A very welcome instance of philosophy that can help readers live a good life.

A teacher and scholar of Buddhism offers a formally varied account of the available rewards of solitude.

“As Mother Ayahuasca takes me in her arms, I realize that last night I vomited up my attachment to Buddhism. In passing out, I died. In coming to, I was, so to speak, reborn. I no longer have to fight these battles, I repeat to myself. I am no longer a combatant in the dharma wars. It feels as if the course of my life has shifted onto another vector, like a train shunted off its familiar track onto a new trajectory.” Readers of Batchelor’s previous books (Secular Buddhism: Imagining the Dharma in an Uncertain World, 2017, etc.) will recognize in this passage the culmination of his decadeslong shift away from the religious commitments of Buddhism toward an ecumenical and homegrown philosophy of life. Writing in a variety of modes—memoir, history, collage, essay, biography, and meditation instruction—the author doesn’t argue for his approach to solitude as much as offer it for contemplation. Essentially, Batchelor implies that if you read what Buddha said here and what Montaigne said there, and if you consider something the author has noticed, and if you reflect on your own experience, you have the possibility to improve the quality of your life.

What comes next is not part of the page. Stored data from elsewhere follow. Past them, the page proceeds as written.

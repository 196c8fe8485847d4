//! Discount usage counters: the one piece of external state a calculation
//! reads. Counters are maintained by the order-completion workflow; this
//! engine only ever reads them.

use async_trait::async_trait;
use dashmap::DashMap;
use std::collections::HashMap;
use uuid::Uuid;

use crate::{errors::ServiceError, models::Discount};

/// Read access to persisted discount-usage aggregates.
#[async_trait]
pub trait UsageReader: Send + Sync {
    /// Cumulative redemptions of a discount by one customer. A `None`
    /// customer always reads as zero — anonymous carts are never blocked by
    /// per-customer caps.
    async fn usage_count(
        &self,
        discount_id: Uuid,
        customer_id: Option<Uuid>,
    ) -> Result<i64, ServiceError>;

    /// Cumulative redemptions of a discount across all customers.
    async fn total_usage_count(&self, discount_id: Uuid) -> Result<i64, ServiceError>;
}

/// Usage counters materialized for one calculation.
///
/// The snapshot is read once before the pure pipeline runs, so eligibility
/// filtering stays deterministic and free of I/O. Counters are only fetched
/// for discounts that actually carry a limit.
#[derive(Debug, Clone, Default)]
pub struct UsageSnapshot {
    totals: HashMap<Uuid, i64>,
    customer: HashMap<Uuid, i64>,
}

impl UsageSnapshot {
    /// Reads counters for every limited discount in `discounts`, scoped to
    /// the given cart customer.
    pub async fn load<U>(
        reader: &U,
        discounts: &[Discount],
        customer_id: Option<Uuid>,
    ) -> Result<Self, ServiceError>
    where
        U: UsageReader + ?Sized,
    {
        let mut snapshot = UsageSnapshot::default();

        for discount in discounts {
            if discount.usage_limit.is_some() {
                let total = reader.total_usage_count(discount.id).await?;
                snapshot.totals.insert(discount.id, total);
            }
            if discount.usage_limit_per_customer.is_some() && customer_id.is_some() {
                let count = reader.usage_count(discount.id, customer_id).await?;
                snapshot.customer.insert(discount.id, count);
            }
        }

        Ok(snapshot)
    }

    /// Total redemptions recorded for a discount; zero when never read.
    pub fn total(&self, discount_id: Uuid) -> i64 {
        self.totals.get(&discount_id).copied().unwrap_or(0)
    }

    /// Redemptions by the cart's customer; zero when anonymous or never read.
    pub fn for_customer(&self, discount_id: Uuid) -> i64 {
        self.customer.get(&discount_id).copied().unwrap_or(0)
    }

    #[cfg(test)]
    pub(crate) fn with_counts(
        totals: HashMap<Uuid, i64>,
        customer: HashMap<Uuid, i64>,
    ) -> Self {
        Self { totals, customer }
    }
}

/// In-memory usage store for tests and embedded use.
///
/// Entries are sharded by `DashMap`, so concurrent calculations can share one
/// instance without external locking.
#[derive(Debug, Default)]
pub struct InMemoryUsageStore {
    totals: DashMap<Uuid, i64>,
    per_customer: DashMap<(Uuid, Uuid), i64>,
}

impl InMemoryUsageStore {
    pub fn new() -> Self {
        Self::default()
    }

    /// Records one redemption. This is the order-completion side of the
    /// contract and is not part of the calculation path; callers own
    /// serializing it against their checkout flow.
    pub fn record_usage(&self, discount_id: Uuid, customer_id: Option<Uuid>) {
        *self.totals.entry(discount_id).or_insert(0) += 1;
        if let Some(customer) = customer_id {
            *self.per_customer.entry((discount_id, customer)).or_insert(0) += 1;
        }
    }
}

#[async_trait]
impl UsageReader for InMemoryUsageStore {
    async fn usage_count(
        &self,
        discount_id: Uuid,
        customer_id: Option<Uuid>,
    ) -> Result<i64, ServiceError> {
        let count = customer_id
            .and_then(|customer| {
                self.per_customer
                    .get(&(discount_id, customer))
                    .map(|entry| *entry)
            })
            .unwrap_or(0);
        Ok(count)
    }

    async fn total_usage_count(&self, discount_id: Uuid) -> Result<i64, ServiceError> {
        Ok(self.totals.get(&discount_id).map(|entry| *entry).unwrap_or(0))
    }
}
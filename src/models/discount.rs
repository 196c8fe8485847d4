use chrono::{DateTime, Utc};
use rust_decimal::Decimal;
use serde::{Deserialize, Serialize};
use uuid::Uuid;

/// Discount class: product, order, and shipping discounts are mutually
/// exclusive within their class for one calculation.
#[derive(
    Debug, Clone, Copy, PartialEq, Eq, Hash, Serialize, Deserialize, strum::Display,
)]
#[serde(rename_all = "snake_case")]
#[strum(serialize_all = "snake_case")]
pub enum DiscountClass {
    Product,
    Order,
    Shipping,
}

/// How a discount is redeemed.
#[derive(Debug, Clone, PartialEq, Eq, Serialize, Deserialize)]
#[serde(rename_all = "snake_case")]
pub enum DiscountMethod {
    /// Applied automatically to every qualifying cart.
    Automatic,
    /// Requires the customer to enter the exact code at checkout.
    Code { code: String },
}

/// Monetary effect of a product/order/shipping discount.
#[derive(Debug, Clone, PartialEq, Eq, Serialize, Deserialize)]
#[serde(rename_all = "snake_case", tag = "value_type", content = "value")]
pub enum DiscountValue {
    /// Percentage of the base amount, 0–100.
    Percentage(Decimal),
    /// Fixed currency amount, capped at the base amount on application.
    FixedAmount(Decimal),
    /// The full shipping amount. Only meaningful for shipping discounts.
    FreeShipping,
}

/// Which customers a discount targets.
#[derive(Debug, Clone, PartialEq, Eq, Serialize, Deserialize)]
#[serde(rename_all = "snake_case")]
pub enum CustomerSelection {
    All,
    /// Explicit customer ids.
    Customers(Vec<Uuid>),
    /// Customer-group ids; any overlap with the cart's groups qualifies.
    Groups(Vec<Uuid>),
}

impl CustomerSelection {
    /// Whether a cart identity satisfies this targeting rule.
    ///
    /// An anonymous cart (no customer id) can only satisfy `All`.
    pub fn matches(&self, customer_id: Option<Uuid>, group_ids: &[Uuid]) -> bool {
        match self {
            CustomerSelection::All => true,
            CustomerSelection::Customers(ids) => {
                customer_id.is_some_and(|id| ids.contains(&id))
            }
            CustomerSelection::Groups(ids) => {
                customer_id.is_some() && group_ids.iter().any(|g| ids.contains(g))
            }
        }
    }
}

/// The four discount types, each carrying only the fields relevant to it.
#[derive(Debug, Clone, PartialEq, Eq, Serialize, Deserialize)]
#[serde(rename_all = "snake_case", tag = "type")]
pub enum DiscountKind {
    Product { value: DiscountValue },
    Order { value: DiscountValue },
    Shipping { value: DiscountValue },
    BuyXGetY { buy_quantity: u32, get_quantity: u32 },
}

impl DiscountKind {
    /// The competitive class this kind belongs to, if any. Buy-x-get-y
    /// discounts stack independently and have no class.
    pub fn class(&self) -> Option<DiscountClass> {
        match self {
            DiscountKind::Product { .. } => Some(DiscountClass::Product),
            DiscountKind::Order { .. } => Some(DiscountClass::Order),
            DiscountKind::Shipping { .. } => Some(DiscountClass::Shipping),
            DiscountKind::BuyXGetY { .. } => None,
        }
    }

    pub fn value(&self) -> Option<&DiscountValue> {
        match self {
            DiscountKind::Product { value }
            | DiscountKind::Order { value }
            | DiscountKind::Shipping { value } => Some(value),
            DiscountKind::BuyXGetY { .. } => None,
        }
    }
}

/// A discount definition read from the shop's catalog.
///
/// Snapshot value for one calculation; the engine never mutates it. Usage
/// counts live in the usage store, not here.
#[derive(Debug, Clone, PartialEq, Serialize, Deserialize)]
pub struct Discount {
    pub id: Uuid,
    pub shop_id: Uuid,
    pub name: String,
    pub method: DiscountMethod,
    #[serde(flatten)]
    pub kind: DiscountKind,
    /// Tie-break for competitive selection; lower sorts first.
    pub priority: i32,
    pub is_active: bool,
    pub starts_at: Option<DateTime<Utc>>,
    pub ends_at: Option<DateTime<Utc>>,
    pub customer_selection: CustomerSelection,
    /// Pre-discount subtotal the cart must reach before this discount applies.
    pub min_order_amount: Option<Decimal>,
    /// Cap on the computed benefit of percentage/fixed discounts.
    pub max_discount_amount: Option<Decimal>,
    /// Total redemptions allowed across all customers; `None` = unlimited.
    pub usage_limit: Option<i64>,
    /// Redemptions allowed per customer; `None` = unlimited.
    pub usage_limit_per_customer: Option<i64>,
    pub created_at: DateTime<Utc>,
    pub updated_at: DateTime<Utc>,
}

impl Discount {
    /// Whether `now` falls inside the active window. Open-ended bounds are
    /// always satisfied on that side.
    pub fn is_within_window(&self, now: DateTime<Utc>) -> bool {
        let after_start = self.starts_at.map_or(true, |start| now >= start);
        let before_end = self.ends_at.map_or(true, |end| now <= end);
        after_start && before_end
    }

    pub fn class(&self) -> Option<DiscountClass> {
        self.kind.class()
    }

    pub fn is_buy_x_get_y(&self) -> bool {
        matches!(self.kind, DiscountKind::BuyXGetY { .. })
    }

    /// Configuration sanity check. A malformed discount is ineligible rather
    /// than an error, so calculation is always producible.
    pub fn is_well_formed(&self) -> bool {
        let value_ok = match &self.kind {
            DiscountKind::Product { value } | DiscountKind::Order { value } => match value {
                DiscountValue::Percentage(pct) => {
                    *pct >= Decimal::ZERO && *pct <= Decimal::from(100)
                }
                DiscountValue::FixedAmount(amount) => *amount >= Decimal::ZERO,
                // Free shipping makes no sense against a line subtotal.
                DiscountValue::FreeShipping => false,
            },
            DiscountKind::Shipping { value } => match value {
                DiscountValue::Percentage(pct) => {
                    *pct >= Decimal::ZERO && *pct <= Decimal::from(100)
                }
                DiscountValue::FixedAmount(amount) => *amount >= Decimal::ZERO,
                DiscountValue::FreeShipping => true,
            },
            DiscountKind::BuyXGetY {
                buy_quantity,
                get_quantity,
            } => *buy_quantity >= 1 && *get_quantity >= 1,
        };

        let limits_ok = self.min_order_amount.map_or(true, |m| m >= Decimal::ZERO)
            && self.max_discount_amount.map_or(true, |m| m >= Decimal::ZERO);

        value_ok && limits_ok
    }
}
// Core models
pub mod cart;
pub mod discount;
pub mod pricing;

// Re-export models for convenience
pub use cart::{Cart, CartLine};
pub use discount::{
    CustomerSelection, Discount, DiscountClass, DiscountKind, DiscountMethod, DiscountValue,
};
pub use pricing::{AppliedDiscount, AppliedDiscountClass, LineBreakdown, PricingResult};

For introspective readers, it’s easy to hear in this approach a direct response to Pascal’s claim that “all of humanity's problems stem from man's inability to sit quietly in a room alone.” Batchelor wants to relieve us of this inability by offering his example of how to do just that. “Solitude is an art. Mental training is needed to refine and stabilize it,” he writes. “When you practice solitude, you dedicate yourself to the care of the soul.” Whatever a soul is, the author goes a long way toward soothing it.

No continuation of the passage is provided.